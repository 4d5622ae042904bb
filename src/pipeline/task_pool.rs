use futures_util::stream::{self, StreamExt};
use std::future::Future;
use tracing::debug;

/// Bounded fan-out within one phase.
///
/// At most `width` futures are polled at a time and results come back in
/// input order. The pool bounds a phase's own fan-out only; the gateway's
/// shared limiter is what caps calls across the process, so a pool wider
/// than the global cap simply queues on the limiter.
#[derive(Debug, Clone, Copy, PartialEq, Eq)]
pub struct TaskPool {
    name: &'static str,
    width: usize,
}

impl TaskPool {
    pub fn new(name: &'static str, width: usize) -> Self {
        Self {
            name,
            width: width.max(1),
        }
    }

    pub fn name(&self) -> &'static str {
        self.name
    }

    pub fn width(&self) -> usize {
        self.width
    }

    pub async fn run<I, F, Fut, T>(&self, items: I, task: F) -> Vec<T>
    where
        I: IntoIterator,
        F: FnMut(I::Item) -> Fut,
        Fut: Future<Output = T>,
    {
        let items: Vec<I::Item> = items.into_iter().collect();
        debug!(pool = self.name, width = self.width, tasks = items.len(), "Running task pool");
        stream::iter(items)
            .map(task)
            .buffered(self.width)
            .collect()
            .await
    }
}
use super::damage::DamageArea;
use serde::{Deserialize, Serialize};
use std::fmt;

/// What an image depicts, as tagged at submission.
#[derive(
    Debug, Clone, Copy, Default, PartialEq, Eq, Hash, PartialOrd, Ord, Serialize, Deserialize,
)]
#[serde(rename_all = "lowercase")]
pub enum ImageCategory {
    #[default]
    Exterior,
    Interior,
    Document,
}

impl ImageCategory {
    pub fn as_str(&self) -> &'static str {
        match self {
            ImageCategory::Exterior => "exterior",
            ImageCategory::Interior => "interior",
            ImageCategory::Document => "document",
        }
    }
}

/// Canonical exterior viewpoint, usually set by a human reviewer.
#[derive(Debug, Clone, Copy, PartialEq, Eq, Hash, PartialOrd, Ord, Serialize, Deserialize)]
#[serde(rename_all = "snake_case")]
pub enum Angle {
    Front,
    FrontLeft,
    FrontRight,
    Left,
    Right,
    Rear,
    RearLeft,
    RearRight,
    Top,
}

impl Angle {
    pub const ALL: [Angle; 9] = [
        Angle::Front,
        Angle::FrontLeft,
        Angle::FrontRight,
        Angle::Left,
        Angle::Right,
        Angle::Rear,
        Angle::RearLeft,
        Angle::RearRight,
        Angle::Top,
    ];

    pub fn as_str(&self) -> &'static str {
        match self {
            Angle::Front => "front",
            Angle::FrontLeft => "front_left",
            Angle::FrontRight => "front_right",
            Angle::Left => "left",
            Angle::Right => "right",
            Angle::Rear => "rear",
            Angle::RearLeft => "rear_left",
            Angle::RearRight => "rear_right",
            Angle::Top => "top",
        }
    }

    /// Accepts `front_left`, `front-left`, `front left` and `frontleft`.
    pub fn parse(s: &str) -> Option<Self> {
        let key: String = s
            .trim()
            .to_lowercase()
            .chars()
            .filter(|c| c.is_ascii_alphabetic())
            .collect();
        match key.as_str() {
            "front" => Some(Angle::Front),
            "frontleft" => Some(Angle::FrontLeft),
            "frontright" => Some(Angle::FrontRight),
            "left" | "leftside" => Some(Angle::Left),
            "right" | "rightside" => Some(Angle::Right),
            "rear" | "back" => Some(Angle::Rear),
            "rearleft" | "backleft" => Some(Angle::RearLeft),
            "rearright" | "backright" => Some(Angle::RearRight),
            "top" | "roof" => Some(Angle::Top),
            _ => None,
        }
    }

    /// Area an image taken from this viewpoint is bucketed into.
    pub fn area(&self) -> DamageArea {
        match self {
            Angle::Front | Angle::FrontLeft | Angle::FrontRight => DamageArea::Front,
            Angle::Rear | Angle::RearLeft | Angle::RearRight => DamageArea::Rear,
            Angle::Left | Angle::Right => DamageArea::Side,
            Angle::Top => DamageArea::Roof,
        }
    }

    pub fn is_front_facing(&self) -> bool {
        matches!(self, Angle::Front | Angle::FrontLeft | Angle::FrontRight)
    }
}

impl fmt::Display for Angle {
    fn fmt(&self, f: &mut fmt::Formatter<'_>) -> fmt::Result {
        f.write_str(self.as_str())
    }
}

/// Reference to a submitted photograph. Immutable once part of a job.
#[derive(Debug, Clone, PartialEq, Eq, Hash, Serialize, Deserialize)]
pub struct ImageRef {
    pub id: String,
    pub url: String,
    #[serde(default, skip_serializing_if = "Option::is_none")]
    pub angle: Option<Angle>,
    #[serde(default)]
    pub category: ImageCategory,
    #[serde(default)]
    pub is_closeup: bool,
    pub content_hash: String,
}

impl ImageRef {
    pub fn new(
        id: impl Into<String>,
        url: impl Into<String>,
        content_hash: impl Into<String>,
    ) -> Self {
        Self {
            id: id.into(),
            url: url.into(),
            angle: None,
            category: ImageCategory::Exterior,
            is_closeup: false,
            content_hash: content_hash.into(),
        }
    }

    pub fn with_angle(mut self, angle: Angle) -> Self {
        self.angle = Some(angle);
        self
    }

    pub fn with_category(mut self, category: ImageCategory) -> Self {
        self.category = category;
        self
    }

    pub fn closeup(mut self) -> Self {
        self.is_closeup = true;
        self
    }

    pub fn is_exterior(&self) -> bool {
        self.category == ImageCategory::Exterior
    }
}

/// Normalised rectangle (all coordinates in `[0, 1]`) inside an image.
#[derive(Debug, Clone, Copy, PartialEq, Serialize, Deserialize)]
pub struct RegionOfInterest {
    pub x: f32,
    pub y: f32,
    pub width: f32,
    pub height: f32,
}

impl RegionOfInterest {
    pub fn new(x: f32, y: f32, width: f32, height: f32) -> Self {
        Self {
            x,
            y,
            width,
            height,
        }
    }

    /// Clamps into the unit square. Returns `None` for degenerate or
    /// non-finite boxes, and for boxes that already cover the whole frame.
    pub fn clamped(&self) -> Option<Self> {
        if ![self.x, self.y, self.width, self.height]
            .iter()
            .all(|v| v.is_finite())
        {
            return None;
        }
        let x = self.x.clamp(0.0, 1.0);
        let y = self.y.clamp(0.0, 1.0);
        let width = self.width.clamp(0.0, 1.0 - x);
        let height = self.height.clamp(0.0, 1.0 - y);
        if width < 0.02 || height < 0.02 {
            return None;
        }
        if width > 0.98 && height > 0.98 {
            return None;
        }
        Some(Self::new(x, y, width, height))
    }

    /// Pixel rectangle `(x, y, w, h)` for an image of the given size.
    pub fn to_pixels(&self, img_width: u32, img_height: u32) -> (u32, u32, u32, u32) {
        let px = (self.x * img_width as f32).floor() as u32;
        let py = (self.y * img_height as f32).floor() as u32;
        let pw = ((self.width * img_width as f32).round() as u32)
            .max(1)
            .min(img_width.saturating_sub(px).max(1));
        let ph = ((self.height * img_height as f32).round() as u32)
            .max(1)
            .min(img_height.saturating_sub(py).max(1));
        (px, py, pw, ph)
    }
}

How to complete this task: The word is "static". Copy every line above where it appears.

Output for this task:
    name: &'static str,
    pub fn new(name: &'static str, width: usize) -> Self {
    pub fn name(&self) -> &'static str {
    pub fn as_str(&self) -> &'static str {
    pub fn as_str(&self) -> &'static str {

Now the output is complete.